Background: Extra pulmonary tuberculosis appears to be increasing in England and Wales. We examined trends in extra pulmonary tuberculosis and factors associated with these trends.
Methods: We used national tuberculosis surveillance data from 1999-2006 for England and Wales, including demographic, clinical and laboratory information. Trends in the proportion of tuberculosis cases with extra pulmonary disease were investigated using the chi-square trend test and associated factors using logistic regression.

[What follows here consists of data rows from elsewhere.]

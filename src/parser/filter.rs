//! Synchronous article filter
//!
//! Rejects candidates that are obviously not articles before any network
//! call is made: titles outside bounds, navigation links, excluded URLs and
//! items sitting inside page chrome.

use std::fmt;

use regex::Regex;
use scraper::Selector;
use serde::{Deserialize, Serialize};
use tracing::warn;
use url::Url;

use super::dom::{parse_selector_list, Node};
use super::selectors::EXCLUDED_ANCESTOR_SELECTORS;
use crate::models::FilterPolicy;
use crate::utils::char_len;

/// URL patterns that never point at an article
pub const DEFAULT_EXCLUDED_URL_PATTERNS: &[&str] = &[
    r"^#",
    r"#[^/]*$",
    r"(?i)^(javascript|mailto|tel):",
    r"(?i)^https?://[^/?#]+/?$",
    r"(?i)/index\.(html?|php|aspx?|jsp)$",
    r"(?i)/(about|about-us|aboutus|contact|contact-us|contactus|login|signin|sign-in|logout|register|signup|sign-up|search|category|categories|tag|tags|archive|archives|feed|rss|sitemap)(\.(html?|php|xml))?/?(\?.*)?$",
    r"(?i)/(tag|tags|category|categories|archive|archives|search)/",
    r"(?i)sitemap[^/]*\.xml",
];

/// Navigational words that disqualify a short title when it is the whole title
pub const DEFAULT_NAV_KEYWORDS: &[&str] = &[
    "home", "about", "contact", "login", "log in", "sign in", "sign up", "register", "more",
    "back", "next", "prev", "search", "category", "tag", "tags", "archive", "links", "sitemap",
    "rss", "help", "privacy", "terms", "ads", "jobs", "首页", "主页", "关于", "关于我们",
    "联系", "联系我们", "登录", "注册", "更多", "查看更多", "返回", "搜索", "分类", "标签",
    "归档", "友情链接", "网站地图", "帮助", "隐私", "广告", "招聘", "新闻", "技术", "学术",
    "上一页", "下一页",
];

/// Global filter tuning shared by all sources
#[derive(Debug, Clone, PartialEq, Eq, Serialize, Deserialize)]
#[serde(default)]
pub struct FilterRules {
    /// Titles up to this many characters are checked against `nav_keywords`
    pub short_title_max_chars: usize,
    pub nav_keywords: Vec<String>,
    /// Appended to [`DEFAULT_EXCLUDED_URL_PATTERNS`]
    pub extra_excluded_url_patterns: Vec<String>,
}

impl Default for FilterRules {
    fn default() -> Self {
        Self {
            short_title_max_chars: 5,
            nav_keywords: DEFAULT_NAV_KEYWORDS.iter().map(|s| s.to_string()).collect(),
            extra_excluded_url_patterns: Vec::new(),
        }
    }
}

/// Why a candidate was rejected
#[derive(Debug, Clone, PartialEq, Eq)]
pub enum RejectReason {
    TitleTooShort(usize),
    TitleTooLong(usize),
    TitleExcluded(String),
    NavigationTitle,
    MissingUrl,
    UrlExcluded(String),
    UnsupportedScheme(String),
    ExcludedAncestor,
}

impl RejectReason {
    /// Stable label for metrics
    pub fn label(&self) -> &'static str {
        match self {
            Self::TitleTooShort(_) => "title_too_short",
            Self::TitleTooLong(_) => "title_too_long",
            Self::TitleExcluded(_) => "title_excluded",
            Self::NavigationTitle => "navigation_title",
            Self::MissingUrl => "missing_url",
            Self::UrlExcluded(_) => "url_excluded",
            Self::UnsupportedScheme(_) => "unsupported_scheme",
            Self::ExcludedAncestor => "excluded_ancestor",
        }
    }
}

impl fmt::Display for RejectReason {
    fn fmt(&self, f: &mut fmt::Formatter<'_>) -> fmt::Result {
        match self {
            Self::TitleTooShort(n) => write!(f, "title too short ({n} chars)"),
            Self::TitleTooLong(n) => write!(f, "title too long ({n} chars)"),
            Self::TitleExcluded(p) => write!(f, "title matches excluded pattern {p}"),
            Self::NavigationTitle => write!(f, "navigation title"),
            Self::MissingUrl => write!(f, "missing url"),
            Self::UrlExcluded(p) => write!(f, "url matches excluded pattern {p}"),
            Self::UnsupportedScheme(s) => write!(f, "unsupported url scheme {s}"),
            Self::ExcludedAncestor => write!(f, "inside excluded ancestor"),
        }
    }
}

/// Result of [`ArticleFilter::is_valid_article`]
#[derive(Debug, Clone, PartialEq, Eq)]
pub struct FilterVerdict {
    pub valid: bool,
    pub reason: Option<RejectReason>,
}

impl FilterVerdict {
    fn accept() -> Self {
        Self {
            valid: true,
            reason: None,
        }
    }

    fn reject(reason: RejectReason) -> Self {
        Self {
            valid: false,
            reason: Some(reason),
        }
    }
}

/// Compiled filter for one list descriptor
#[derive(Debug, Clone)]
pub struct ArticleFilter {
    min_title: usize,
    max_title: usize,
    require_url: bool,
    short_title_max: usize,
    nav_title: Option<Regex>,
    title_excludes: Vec<Regex>,
    url_excludes: Vec<Regex>,
    ancestor_excludes: Vec<Selector>,
}

impl ArticleFilter {
    /// Compile `policy` together with the global `rules`
    ///
    /// Invalid patterns and selectors are logged and skipped.
    pub fn new(policy: &FilterPolicy, rules: &FilterRules) -> Self {
        let url_patterns = DEFAULT_EXCLUDED_URL_PATTERNS
            .iter()
            .map(|s| s.to_string())
            .chain(rules.extra_excluded_url_patterns.iter().cloned())
            .chain(policy.exclude_url_patterns.iter().cloned());

        let keywords: Vec<String> = rules
            .nav_keywords
            .iter()
            .map(|k| k.trim())
            .filter(|k| !k.is_empty())
            .map(regex::escape)
            .collect();
        let nav_title = if keywords.is_empty() {
            None
        } else {
            Regex::new(&format!("(?i)^(?:{})$", keywords.join("|"))).ok()
        };

        let mut ancestor_excludes = EXCLUDED_ANCESTOR_SELECTORS.clone();
        ancestor_excludes.extend(parse_selector_list(&policy.exclude_ancestors));

        Self {
            min_title: policy.min_title_length,
            max_title: policy.max_title_length,
            require_url: policy.require_url,
            short_title_max: rules.short_title_max_chars,
            nav_title,
            title_excludes: compile_patterns(policy.exclude_title_patterns.iter().cloned()),
            url_excludes: compile_patterns(url_patterns),
            ancestor_excludes,
        }
    }

    /// Decide whether a candidate is worth verifying
    ///
    /// `element` is optional so callers without a DOM (JSON sources) can
    /// reuse the text and URL checks.
    pub fn is_valid_article(
        &self,
        title: &str,
        url: Option<&str>,
        element: Option<Node<'_>>,
    ) -> FilterVerdict {
        let title = title.trim();
        let len = char_len(title);
        if len < self.min_title {
            return FilterVerdict::reject(RejectReason::TitleTooShort(len));
        }
        if len > self.max_title {
            return FilterVerdict::reject(RejectReason::TitleTooLong(len));
        }
        if let Some(re) = self.title_excludes.iter().find(|re| re.is_match(title)) {
            return FilterVerdict::reject(RejectReason::TitleExcluded(re.as_str().to_string()));
        }
        if len <= self.short_title_max && self.nav_title.as_ref().is_some_and(|re| re.is_match(title)) {
            return FilterVerdict::reject(RejectReason::NavigationTitle);
        }

        match url.map(str::trim).filter(|u| !u.is_empty()) {
            Some(url) => {
                if let Some(re) = self.url_excludes.iter().find(|re| re.is_match(url)) {
                    return FilterVerdict::reject(RejectReason::UrlExcluded(re.as_str().to_string()));
                }
                match Url::parse(url) {
                    Ok(parsed) if matches!(parsed.scheme(), "http" | "https") => {}
                    Ok(parsed) => {
                        return FilterVerdict::reject(RejectReason::UnsupportedScheme(
                            parsed.scheme().to_string(),
                        ))
                    }
                    Err(_) => {
                        return FilterVerdict::reject(RejectReason::UnsupportedScheme(
                            "relative".to_string(),
                        ))
                    }
                }
            }
            None if self.require_url => return FilterVerdict::reject(RejectReason::MissingUrl),
            None => {}
        }

        if let Some(el) = element {
            if el.ancestors().any(|a| self.ancestor_excludes.iter().any(|s| a.is(s))) {
                return FilterVerdict::reject(RejectReason::ExcludedAncestor);
            }
        }

        FilterVerdict::accept()
    }
}

fn compile_patterns(patterns: impl Iterator<Item = String>) -> Vec<Regex> {
    patterns
        .filter(|p| !p.is_empty())
        .filter_map(|p| match Regex::new(&p) {
            Ok(re) => Some(re),
            Err(e) => {
                warn!(pattern = %p, error = %e, "Ignoring invalid filter pattern");
                None
            }
        })
        .collect()
}

#[cfg(test)]
mod tests {
    use super::*;
    use crate::parser::dom::Document;

    fn filter() -> ArticleFilter {
        ArticleFilter::new(&FilterPolicy::default(), &FilterRules::default())
    }

    fn check(title: &str, url: Option<&str>) -> FilterVerdict {
        filter().is_valid_article(title, url, None)
    }

    const ARTICLE: &str = "https://news.example.com/2024/03/01/chip-prices.html";

    #[test]
    fn test_accepts_regular_article() {
        assert!(check("Phone chip prices fall again", Some(ARTICLE)).valid);
        assert!(check("手机芯片降价", Some(ARTICLE)).valid);
    }

    #[test]
    fn test_title_bounds() {
        assert_eq!(
            check("ab", Some(ARTICLE)).reason,
            Some(RejectReason::TitleTooShort(2))
        );
        let long = "x".repeat(201);
        assert_eq!(
            check(&long, Some(ARTICLE)).reason,
            Some(RejectReason::TitleTooLong(201))
        );
    }

    #[test]
    fn test_short_navigation_titles() {
        for title in ["首页", "More", "HOME", "新闻", "技术", "学术", "about"] {
            assert_eq!(
                check(title, Some(ARTICLE)).reason,
                Some(RejectReason::NavigationTitle),
                "{title}"
            );
        }
        // Whole-title match only
        assert!(check("新闻联播", Some(ARTICLE)).valid);
        // Longer than the short-title threshold
        assert!(check("More chips", Some(ARTICLE)).valid);
    }

    #[test]
    fn test_url_exclusions() {
        for url in [
            "https://news.example.com/",
            "https://news.example.com/index.html",
            "https://news.example.com/about",
            "https://news.example.com/tag/chips/",
            "https://news.example.com/list.html#top",
            "https://news.example.com/sitemap.xml",
            "javascript:void(0)",
            "mailto:editor@example.com",
        ] {
            let verdict = check("A perfectly normal headline", Some(url));
            assert!(!verdict.valid, "{url} should be excluded");
        }
    }

    #[test]
    fn test_query_string_articles_are_kept() {
        for url in [
            "https://www.example.cn/index.php?m=content&c=index&a=show&catid=2&id=1234",
            "https://blog.example.com/?p=4821",
            "https://news.example.com/index.html?id=998877",
        ] {
            let verdict = check("Chip prices fall for the third month", Some(url));
            assert!(verdict.valid, "{url} rejected: {:?}", verdict.reason);
        }
        // The bare site root and index page are still navigation
        assert!(!check("Chip prices fall for the third month", Some("https://blog.example.com")).valid);
        assert!(!check("Chip prices fall for the third month", Some("https://blog.example.com/index.php")).valid);
    }

    #[test]
    fn test_missing_url() {
        assert_eq!(
            check("A perfectly normal headline", None).reason,
            Some(RejectReason::MissingUrl)
        );

        let lenient = FilterPolicy {
            require_url: false,
            ..Default::default()
        };
        let f = ArticleFilter::new(&lenient, &FilterRules::default());
        assert!(f.is_valid_article("A perfectly normal headline", None, None).valid);
    }

    #[test]
    fn test_non_http_scheme() {
        assert_eq!(
            check("A perfectly normal headline", Some("ftp://example.com/a.txt")).reason,
            Some(RejectReason::UnsupportedScheme("ftp".to_string()))
        );
    }

    #[test]
    fn test_configured_exclusions() {
        let policy = FilterPolicy {
            exclude_title_patterns: vec!["^广告".to_string(), "([".to_string()],
            exclude_url_patterns: vec![r"/video/".to_string()],
            ..Default::default()
        };
        let f = ArticleFilter::new(&policy, &FilterRules::default());
        assert!(!f.is_valid_article("广告：手机芯片大促销", Some(ARTICLE), None).valid);
        assert!(
            !f.is_valid_article("A normal headline", Some("https://x.com/video/1.html"), None)
                .valid
        );
        assert!(f.is_valid_article("A normal headline", Some(ARTICLE), None).valid);
    }

    #[test]
    fn test_excluded_ancestors() {
        let html = r#"<html><body>
            <nav><ul><li class="n"><a href="/a">Navigation story headline</a></li></ul></nav>
            <div class="promo"><ul><li class="p"><a href="/b">Promoted story headline</a></li></ul></div>
            <main><ul><li class="m"><a href="/c">Main story headline</a></li></ul></main>
        </body></html>"#;
        let doc = Document::parse(html).unwrap();
        let policy = FilterPolicy {
            exclude_ancestors: vec![".promo".to_string()],
            ..Default::default()
        };
        let f = ArticleFilter::new(&policy, &FilterRules::default());

        let nav = doc.find("li.n").unwrap()[0];
        let promo = doc.find("li.p").unwrap()[0];
        let main = doc.find("li.m").unwrap()[0];
        assert_eq!(
            f.is_valid_article("Navigation story headline", Some(ARTICLE), Some(nav)).reason,
            Some(RejectReason::ExcludedAncestor)
        );
        assert!(!f.is_valid_article("Promoted story headline", Some(ARTICLE), Some(promo)).valid);
        assert!(f.is_valid_article("Main story headline", Some(ARTICLE), Some(main)).valid);
    }
}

Results: Amongst all tuberculosis cases, the proportion with extra pulmonary disease increased from 48% in 1999 (2,717 cases) to 53% in 2006 (4,205 cases, p<0.001). Regression analysis showed that the rise in extra pulmonary disease was associated with an increase in the proportion of non-UK born cases (odds ratio 2.7 [2.6-2.8]). A more than three-fold increase was observed in the proportion of all tuberculosis cases with miliary tuberculosis from 0.7% of all cases (38 cases) to 2.2% (180 cases, p<0.001). This rise was not associated with changes in place of birth nor in any of the other risk factors identified.
Conclusions: The proportion of cases with extra pulmonary disease has increased over the study period. To a large extent this is due to an increasing proportion of non-UK born cases. Reasons for the rise in miliary tuberculosis require further investigation. Clinicians should have a higher index of clinical suspicion of extra pulmonary tuberculosis in non-UK born cases.